In: Economics
is the United States a friend or foe to Latin America? explain
As the news title reminds us every day: U.S. immigration is an significant subject of today's politics. Refugees and individuals seeking a better life are highly dependent on the U.S. as a haven. However, the media's common rhetoric is that the choice is mainly based on financial possibilities. The latest immigration scenario has now changed this rhetoric, leading to a stronger comprehension of why immigration is taking place. Not only for financial chance, but also for reasons such as seeking asylum due to other variables that are more hindering, such as extreme crime and corruption.
Thus, the present migrant caravan population has a broad variety of distinct backgrounds. The news has given an excess of papers on the migrant caravan, but few mention how the Latin American economy is affected by immigration from Latin America to the U.S. This paper will therefore include a discussion on this, as well as how the economy is affected differently by certain kinds of immigration.
One commonality that both types of immigration have on a country's economic growth is that it leads to reduced labor force. This weakens the capacity of a country to develop with the nations experiencing a "brain drain." Low and highly qualified immigrants, however, send their families home cash. This improves the finances that may be struggling for trade and investment in Latin American nations. Nevertheless, there is a higher advantage from these remittances from home nations of less qualified immigrants.
Economic growth as a result of immigration remittances is a fairly stable approach. In particular, remittances are seen as a precious source of revenue for nations experiencing a lagging or unstable economy. An instance of this is when in the Caribbean natural disasters leave many individuals displaced. The economy struggles with financing when this occurs and looks for assistance from outside nations. Immigrants are therefore sending more cash back than normal to assist their local families and communities. Remittances therefore assist to promote the economic stability of the nations impacted in Latin America
Last year, the United States sent Latin American security forces more than $1 billion in weapons, equipment and training, largely in the name of combating drugs. It was more than all the financial and growth aid it gave the area. A century after the end of the cold war, Washington works with every Latin American army saving Cuba's, and military officers, spies, and their political cohorts are often their main contact points.
The trade relationship can be ascertained by the markets most readily. Take Argentina's present drought as a microcosm: since early 2017, in some regions, the pampas have seen rainfall that is 20% of ordinary rates, causing at least three counties to declare an environmental emergency.
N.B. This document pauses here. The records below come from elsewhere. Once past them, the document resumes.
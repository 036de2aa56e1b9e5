use tracing::{debug, info, warn};

use super::catalog::Catalog;
use super::ledger::BudgetLedger;
use super::selector::{self, AuctionOutcome};
use super::validation::{self, BidParams};

/// Owns the catalog and its ledger and runs auctions against them.
#[derive(Debug)]
pub struct BidderService {
    catalog: Catalog,
    ledger: BudgetLedger,
}

impl BidderService {
    pub fn new(catalog: Catalog) -> Self {
        let ledger = BudgetLedger::from_catalog(&catalog);
        Self { catalog, ledger }
    }

    /// Validate the parameters, look up candidates, and award at most one banner.
    pub fn auction(&self, params: &BidParams) -> AuctionOutcome {
        let request = match validation::validate(params) {
            Ok(request) => request,
            Err(err) => {
                warn!(field = err.field(), "bid request rejected");
                return AuctionOutcome::Rejected(err);
            }
        };

        let candidates = self.catalog.lookup(&request.ssp, &request.ad_size);
        let eligible = candidates.len();
        let outcome = selector::select(&request, candidates, &self.ledger);

        match &outcome {
            AuctionOutcome::Won(win) => debug!(
                ssp = %request.ssp,
                ad_size = %request.ad_size,
                banner = %win.banner_id,
                price = win.price,
                "auction won"
            ),
            AuctionOutcome::NoMatch => debug!(
                ssp = %request.ssp,
                ad_size = %request.ad_size,
                "no eligible banner"
            ),
            AuctionOutcome::BudgetExhausted => info!(
                ssp = %request.ssp,
                ad_size = %request.ad_size,
                eligible,
                "all eligible banners out of budget"
            ),
            AuctionOutcome::Rejected(_) => {}
        }

        outcome
    }

    pub fn catalog(&self) -> &Catalog {
        &self.catalog
    }

    pub fn ledger(&self) -> &BudgetLedger {
        &self.ledger
    }
}

impl Default for BidderService {
    fn default() -> Self {
        Self::new(Catalog::seeded())
    }
}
Farmers and analysts predict yields up to 30 percent lower than usual and some experts to forecast that the bad weather could shave one percent off GDP this year.
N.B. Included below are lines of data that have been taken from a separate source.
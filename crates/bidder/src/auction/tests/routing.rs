use super::common::*;
use axum::extract::{Query, State};
use axum::http::{header, StatusCode};
use serde_json::Value;
use std::sync::Arc;

use crate::auction::router::bid_handler;
use crate::auction::BannerId;

fn bid_uri(adsize: &str) -> String {
    format!("/bidder/?ssp=1&bid={BID}&adsize={adsize}")
}

#[tokio::test]
async fn winning_bid_is_json() {
    let response = get(Arc::new(service()), &bid_uri("90x728")).await;

    assert_eq!(response.status(), StatusCode::OK);
    assert_eq!(
        response
            .headers()
            .get(header::CONTENT_TYPE)
            .and_then(|value| value.to_str().ok()),
        Some("application/json")
    );
    let payload = read_json_body(response).await;
    assert_eq!(payload.get("bidId").and_then(Value::as_str), Some(BID));
    assert_eq!(payload.get("bannerId").and_then(Value::as_u64), Some(1));
    assert_eq!(payload.get("price").and_then(Value::as_u64), Some(10));
}

#[tokio::test]
async fn path_without_trailing_slash_is_served() {
    let uri = format!("/bidder?ssp=1&bid={BID}&adsize=600x160");
    let payload = read_json_body(get(Arc::new(service()), &uri).await).await;
    assert_eq!(payload.get("bannerId").and_then(Value::as_u64), Some(5));
    assert_eq!(payload.get("price").and_then(Value::as_u64), Some(20));
}

#[tokio::test]
async fn no_match_returns_empty_ok() {
    let service = Arc::new(service());
    for adsize in ["250x300", "1x1"] {
        let response = get(service.clone(), &bid_uri(adsize)).await;
        assert_eq!(response.status(), StatusCode::OK);
        assert!(read_body(response).await.is_empty());
    }
}

#[tokio::test]
async fn budget_errors_are_soft() {
    let service = Arc::new(service());
    for adsize in ["200x500", "350x350"] {
        let response = get(service.clone(), &bid_uri(adsize)).await;
        assert_error(response, StatusCode::OK, "Not enough budget.").await;
    }
}

#[tokio::test]
async fn missing_ssp_is_bad_request() {
    let uri = format!("/bidder/?bid={BID}&adsize=600x160");
    let service = Arc::new(service());
    let response = get(service.clone(), &uri).await;
    assert_error(response, StatusCode::BAD_REQUEST, "No SSP Provided.").await;
    assert_eq!(service.ledger().remaining(BannerId(5)), Some(1000));
}

#[tokio::test]
async fn missing_bid_or_size_share_a_message() {
    let service = Arc::new(service());

    let response = get(service.clone(), "/bidder/?ssp=1&adsize=600x160").await;
    assert_error(response, StatusCode::BAD_REQUEST, "No Bid ID Provided.").await;

    let uri = format!("/bidder/?ssp=1&bid={BID}");
    let response = get(service, &uri).await;
    assert_error(response, StatusCode::BAD_REQUEST, "No Bid ID Provided.").await;
}

#[tokio::test]
async fn missing_query_string_is_bad_request() {
    let response = get(Arc::new(service()), "/bidder/").await;
    assert_error(response, StatusCode::BAD_REQUEST, "No SSP Provided.").await;
}

#[tokio::test]
async fn reflected_markup_is_escaped() {
    let uri = "/bidder/?ssp=1&bid=%3Cscript%3Ealert(1)%3C%2Fscript%3E&adsize=90x728";
    let response = get(Arc::new(service()), uri).await;

    assert_eq!(response.status(), StatusCode::OK);
    let payload = read_json_body(response).await;
    let bid_id = payload
        .get("bidId")
        .and_then(Value::as_str)
        .expect("bid id echoed");
    assert!(!bid_id.contains("<script>alert(1)</script>"));
    assert_eq!(bid_id, "&lt;script&gt;alert(1)&lt;/script&gt;");
}

#[tokio::test]
async fn handler_treats_unparsed_query_as_empty() {
    let response = bid_handler(State(Arc::new(service())), None).await;
    assert_error(response, StatusCode::BAD_REQUEST, "No SSP Provided.").await;
}

#[tokio::test]
async fn handler_runs_auction_for_parsed_query() {
    let pairs = [("ssp", "1"), ("bid", BID), ("adsize", "100x100")]
        .map(|(key, value)| (key.to_string(), value.to_string()))
        .to_vec();
    let response = bid_handler(State(Arc::new(service())), Some(Query(pairs))).await;
    let payload = read_json_body(response).await;
    assert_eq!(payload.get("bannerId").and_then(Value::as_u64), Some(6));
    assert_eq!(payload.get("price").and_then(Value::as_u64), Some(10));
}

#[tokio::test]
async fn bid_id_is_echoed_with_its_whitespace() {
    let uri = "/bidder/?ssp=1&bid=%20abc%20&adsize=90x728";
    let payload = read_json_body(get(Arc::new(service()), uri).await).await;
    assert_eq!(payload.get("bidId").and_then(Value::as_str), Some(" abc "));
    assert_eq!(payload.get("bannerId").and_then(Value::as_u64), Some(1));
}

#[tokio::test]
async fn repeated_parameter_uses_first_value() {
    let uri = format!("/bidder/?ssp=1&bid={BID}&adsize=90x728&bid=other");
    let response = get(Arc::new(service()), &uri).await;

    assert_eq!(response.status(), StatusCode::OK);
    let payload = read_json_body(response).await;
    assert_eq!(payload.get("bidId").and_then(Value::as_str), Some(BID));
    assert_eq!(payload.get("bannerId").and_then(Value::as_u64), Some(1));
    assert_eq!(payload.get("price").and_then(Value::as_u64), Some(10));
}

#[tokio::test]
async fn repeated_ssp_still_reaches_catalog() {
    let uri = format!("/bidder/?ssp=2&ssp=1&bid={BID}&adsize=90x728");
    let payload = read_json_body(get(Arc::new(service()), &uri).await).await;
    assert_eq!(payload.get("bannerId").and_then(Value::as_u64), Some(9));
}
There are particular instances of a replacement impact between the two at job. Backed by Deng Xiaoping's economic reforms, China, once seen as a sleeping giant, saw economic growth averaging 9.5 percent from 1976 to 2013, triggering a commodity supercycle in the 2000s. Due to an epidemic of mad cow disease, China prohibited US beef imports in 2003 as demand for foods increased. While the ban was lifted a few months ago, Argentina took over the market together with Brazil and Australia
It may seem strange that more often two countries with a competing agricultural export portfolio do not butt heads. Soybeans, maize, beef and wheat are the essence of the sector for both Argentina and the US. More generally, the United States produces, exports, imports and consumes, but they are neck-and-neck in international trade. Argentina is one of the top five most significant crop manufacturers and exporters, and agriculture accounts for 10% of its GDP. In 2016, a whopping 61 percent of its exports—US$35 billion—were linked to its agricultural industry. It's 11 percent for the US and 144 billion dollars.